Il ne faut pas, du reste, regarder ce cartulaire comme une compilation sèche et dénuée de traits historiques et autres qui se trouvent épars et comme noyés dans les chartes, qui le composent en partie. L'auteur s'est appliqué à le rendre intéressant, en y faisant entrer un grand nombre d'événements qui s'étaient passés dans son siècle, ou même qui l'avaient précédé, et que pour la plupart on ne trouve pas ailleurs. C'est ce qu'il nomme des digressions, qui ne doivent pas, dit-il, être désagréables au lecteur. Bien loin de là, on lui sait très-bon gré d'avoir interrompu ainsi la suite de ses pièces originales, pour varier aussi agréablement son écrit. S'il avait moins craint la jalousie de certaines personnes, qui, dans tous les siècles, aiment à entraver chez les autres les entreprises les plus louables, et s'il eût un peu plus présumé de sa capacité, il nous aurait donné une histoire en forme et suivie. Il en avait d'abord le dessein, mais ces réflexions l'arrêtèrent. I craint si fort de céder à ce penchant, qu'après avoir décrit certains événements il se retient presque aussitôt, dans la crainte de paraître passer les bornes du compilateur pour entrer dans les domaines de l'histoire. Toutes ces précautions ne l'ont pas empêché de nous donner une histoire abrégée de son monastère, suivant ce qu'il en avait appris de vive voix auprès des anciens, ou par la lecture, dans les monuments qu'ils ont laissés à la postérité. On y voit l'ancienne situation de labbaye, hors des murs de la ville; un état de son territoire et de ses bornes, des détails sur ses ruines réitérées par les Normands, sur la déroute de ces barbares, par la vertu de la sainte chemise qui se montre encore à Chartres de nos jours; sur le zèle de l'évêque Aganon pour rétablir le monastère, et sur les soins de Ragenfroi pour le dédommager de ce que l'évêque Elie lui avait enlevé. On y trouve aussi la relation de plusieurs événements mémorables qui concernent l'abbaye de Saint-Père. Ce qui ajoute un nouveau prix à ce morceau d'histoire, c'est la description que l'auteur y fait de la ville de Chartres, de son enceinte, de ses portes et de la plupart de ses rues.
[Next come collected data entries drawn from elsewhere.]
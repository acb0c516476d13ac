/// API route handlers, one module per resource
///
/// - `health`: Liveness and storage probe
/// - `budget`: Budget summary, remaining budget, allocation checks
/// - `task_lists`: Task-list CRUD that keeps budget totals in step
/// - `settings`: Typed user settings

pub mod budget;
pub mod health;
pub mod settings;
pub mod task_lists;
/// In-memory [`BudgetStore`] for tests and demos
///
/// Behaves like the PostgreSQL store, minus durability. It can be put into a
/// failing mode where every trait call returns `StoreError::Unavailable`,
/// which is how the ledger's error policies are exercised without a database.
///
/// # Example
///
/// ```
/// use dreampip_shared::budget::{BudgetLedger, MemoryBudgetStore};
/// use dreampip_shared::models::user::CreateUser;
/// use std::sync::Arc;
///
/// # async fn example() {
/// let store = Arc::new(MemoryBudgetStore::new());
/// let user = store.insert_user(CreateUser { email: "pip@example.com".into(), name: None }).await;
///
/// let ledger = BudgetLedger::new(store.clone());
/// assert!(ledger.validate_allocation(user.id, 40.0, None).await);
/// # }
/// ```

use super::error::{StoreError, StoreResult};
use super::store::BudgetStore;
use crate::models::task_list::{BudgetAllocation, CreateTaskList, TaskList, UpdateTaskList};
use crate::models::user::{CreateUser, User};
use async_trait::async_trait;
use chrono::Utc;
use serde_json::{json, Value as JsonValue};
use std::collections::HashMap;
use std::sync::atomic::{AtomicBool, Ordering};
use tokio::sync::RwLock;
use uuid::Uuid;

#[derive(Debug, Default)]
struct MemoryState {
    users: HashMap<Uuid, User>,
    /// Insertion order doubles as creation order
    task_lists: Vec<TaskList>,
}

#[derive(Debug, Default)]
pub struct MemoryBudgetStore {
    state: RwLock<MemoryState>,
    failing: AtomicBool,
}

impl MemoryBudgetStore {
    pub fn new() -> Self {
        Self::default()
    }

    /// Makes every subsequent store call fail (or succeed again)
    pub fn set_failing(&self, failing: bool) {
        self.failing.store(failing, Ordering::SeqCst);
    }

    /// Adds a user with empty budget totals
    pub async fn insert_user(&self, data: CreateUser) -> User {
        let now = Utc::now();
        let user = User {
            id: Uuid::new_v4(),
            email: data.email,
            name: data.name,
            used_budget: None,
            remaining_budget: None,
            settings: json!({}),
            created_at: now,
            updated_at: now,
        };
        self.state.write().await.users.insert(user.id, user.clone());
        user
    }

    /// Writes a task list directly, skipping any budget bookkeeping
    ///
    /// Useful for seeding over-allocated states a well-behaved caller never
    /// produces.
    pub async fn seed_task_list(&self, owner_ids: Vec<Uuid>, budget_percentage: Option<f64>) -> TaskList {
        let now = Utc::now();
        let list = TaskList {
            id: Uuid::new_v4(),
            name: "Seeded list".to_string(),
            owner_ids,
            budget_percentage,
            pending_owner_ids: Vec::new(),
            created_at: now,
            updated_at: now,
        };
        self.state.write().await.task_lists.push(list.clone());
        list
    }

    fn check(&self) -> StoreResult<()> {
        if self.failing.load(Ordering::SeqCst) {
            return Err(StoreError::Unavailable(
                "memory store is in failing mode".to_string(),
            ));
        }
        Ok(())
    }
}

#[async_trait]
impl BudgetStore for MemoryBudgetStore {
    async fn ping(&self) -> StoreResult<()> {
        self.check()
    }

    async fn owned_allocations(&self, user_id: Uuid) -> StoreResult<Vec<BudgetAllocation>> {
        self.check()?;
        let state = self.state.read().await;
        Ok(state
            .task_lists
            .iter()
            .filter(|list| list.is_owned_by(user_id))
            .map(|list| BudgetAllocation {
                task_list_id: list.id,
                budget_percentage: list.budget_percentage,
            })
            .collect())
    }

    async fn stored_remaining(&self, user_id: Uuid) -> StoreResult<Option<f64>> {
        self.check()?;
        let state = self.state.read().await;
        Ok(state.users.get(&user_id).and_then(|u| u.remaining_budget))
    }

    async fn write_totals(
        &self,
        user_id: Uuid,
        used_budget: f64,
        remaining_budget: f64,
    ) -> StoreResult<bool> {
        self.check()?;
        let mut state = self.state.write().await;
        match state.users.get_mut(&user_id) {
            Some(user) => {
                user.used_budget = Some(used_budget);
                user.remaining_budget = Some(remaining_budget);
                user.updated_at = Utc::now();
                Ok(true)
            }
            None => Ok(false),
        }
    }

    async fn find_user(&self, user_id: Uuid) -> StoreResult<Option<User>> {
        self.check()?;
        Ok(self.state.read().await.users.get(&user_id).cloned())
    }

    async fn replace_settings(&self, user_id: Uuid, settings: JsonValue) -> StoreResult<bool> {
        self.check()?;
        let mut state = self.state.write().await;
        match state.users.get_mut(&user_id) {
            Some(user) => {
                user.settings = settings;
                user.updated_at = Utc::now();
                Ok(true)
            }
            None => Ok(false),
        }
    }

    async fn list_task_lists(&self, user_id: Uuid) -> StoreResult<Vec<TaskList>> {
        self.check()?;
        let state = self.state.read().await;
        Ok(state
            .task_lists
            .iter()
            .filter(|list| list.is_owned_by(user_id))
            .cloned()
            .collect())
    }

    async fn find_task_list(&self, id: Uuid) -> StoreResult<Option<TaskList>> {
        self.check()?;
        let state = self.state.read().await;
        Ok(state.task_lists.iter().find(|list| list.id == id).cloned())
    }

    async fn insert_task_list(&self, data: CreateTaskList) -> StoreResult<TaskList> {
        self.check()?;
        let now = Utc::now();
        let list = TaskList {
            id: Uuid::new_v4(),
            name: data.name,
            owner_ids: data.owner_ids,
            budget_percentage: data.budget_percentage,
            pending_owner_ids: Vec::new(),
            created_at: now,
            updated_at: now,
        };
        self.state.write().await.task_lists.push(list.clone());
        Ok(list)
    }

    async fn update_task_list(
        &self,
        id: Uuid,
        data: UpdateTaskList,
    ) -> StoreResult<Option<TaskList>> {
        self.check()?;
        let mut state = self.state.write().await;
        let Some(list) = state.task_lists.iter_mut().find(|list| list.id == id) else {
            return Ok(None);
        };

        if let Some(name) = data.name {
            list.name = name;
        }
        if let Some(percentage) = data.budget_percentage {
            list.budget_percentage = percentage;
        }
        list.updated_at = Utc::now();

        Ok(Some(list.clone()))
    }

    async fn delete_task_list(&self, id: Uuid) -> StoreResult<bool> {
        self.check()?;
        let mut state = self.state.write().await;
        let before = state.task_lists.len();
        state.task_lists.retain(|list| list.id != id);
        Ok(state.task_lists.len() < before)
    }

    async fn list_invited_task_lists(&self, user_id: Uuid) -> StoreResult<Vec<TaskList>> {
        self.check()?;
        let state = self.state.read().await;
        Ok(state
            .task_lists
            .iter()
            .filter(|list| list.is_pending_for(user_id))
            .cloned()
            .collect())
    }

    async fn add_pending_owner(&self, id: Uuid, user_id: Uuid) -> StoreResult<Option<TaskList>> {
        self.check()?;
        let mut state = self.state.write().await;
        let Some(list) = state.task_lists.iter_mut().find(|list| list.id == id) else {
            return Ok(None);
        };

        if !list.is_pending_for(user_id) {
            list.pending_owner_ids.push(user_id);
        }
        list.updated_at = Utc::now();

        Ok(Some(list.clone()))
    }

    async fn accept_pending_owner(
        &self,
        id: Uuid,
        user_id: Uuid,
    ) -> StoreResult<Option<TaskList>> {
        self.check()?;
        let mut state = self.state.write().await;
        let Some(list) = state
            .task_lists
            .iter_mut()
            .find(|list| list.id == id && list.is_pending_for(user_id))
        else {
            return Ok(None);
        };

        list.pending_owner_ids.retain(|&pending| pending != user_id);
        if !list.is_owned_by(user_id) {
            list.owner_ids.push(user_id);
        }
        list.updated_at = Utc::now();

        Ok(Some(list.clone()))
    }

    async fn remove_pending_owner(&self, id: Uuid, user_id: Uuid) -> StoreResult<bool> {
        self.check()?;
        let mut state = self.state.write().await;
        let Some(list) = state
            .task_lists
            .iter_mut()
            .find(|list| list.id == id && list.is_pending_for(user_id))
        else {
            return Ok(false);
        };

        list.pending_owner_ids.retain(|&pending| pending != user_id);
        list.updated_at = Utc::now();
        Ok(true)
    }
}
//! # DreamPip Shared Library
//!
//! This crate contains the data model, storage layer and budget accounting
//! used by the DreamPip API server.
//!
//! ## Module Organization
//!
//! - `models`: Database models and data structures
//! - `db`: Connection pooling and migrations
//! - `budget`: Budget ledger, storage trait and task-list service
//! - `settings`: Typed per-user settings
//! - `auth`: Bearer token verification

pub mod auth;
pub mod budget;
pub mod db;
pub mod models;
pub mod settings;

/// Current version of the DreamPip shared library
pub const VERSION: &str = env!("CARGO_PKG_VERSION");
Paul ne s'est pas borne aux événements domestiques, mais il s'est appliqué encore à nous conserver le souvenir de plusieurs faits mémorables de l'histoire de la France et même de l'Eglise. Telle est la découverte des hérétiques, qui donnèrent occasion au concile tenu à Orléans en 1022. L'auteur de la Bibliothèque chartraine n'avait pas lu cette relation dans l'original, pour la croire l'œuvre d'Aresfate. Cet Aresfate, avec qui Paul vécut quelque temps, fut un des premiers à découvrir ces impiétés, et c'est d'après son récit que notre auteur les a consignées dans son livre. Telle est encore la découverte du chef de saint Romain, qui se fit à Brou, en creusant les fondations d'une église. Telle est enfin, et sans entrer dans plus de détails, la relation des miracles de saint Sigismond, chanoine de Chartres.

Mais ce que l'on ne doit pas omettre pour faire connaître tout le mérite de ce recueil, c'est de remarquer que l'auteur s'y montre très-attentif à donner les choses pour ce qu'elles sont, et qu'il y pousse l'impartialité jusqu'à ne pas même dissimuler les fautes de ses frères. Il doute ou il pense qu'il y a quelque raison d'en agir ainsi. J'ignore, ditil, quelle fut l'issue de telle aventure; seulement je sais qu'elle est arrivée. Je ne connais pas tel lieu, mais je ne doute pas qu'il existe, parce que je le trouve écrit ainsi. Il va quelquefois jusqu'à indiquer la source première où il a puisé ses renseignements. Par exemple, en parlant de la découverte du chef de saint Romain, il avertit que ni lui ni celui qui la lui avait racontée n'en avaient été témoins; mais que ce dernier la tenait de l'archiprêtre Agobert, depuis évêque, qui s'y était trouvé présent. D'autres fois il revient sur ses pas, lorsqu'il reconnaît avoir fait quelque écart, et ne rougit point de rétracter ce qu'il avait avancé contre l'exactitude des faits.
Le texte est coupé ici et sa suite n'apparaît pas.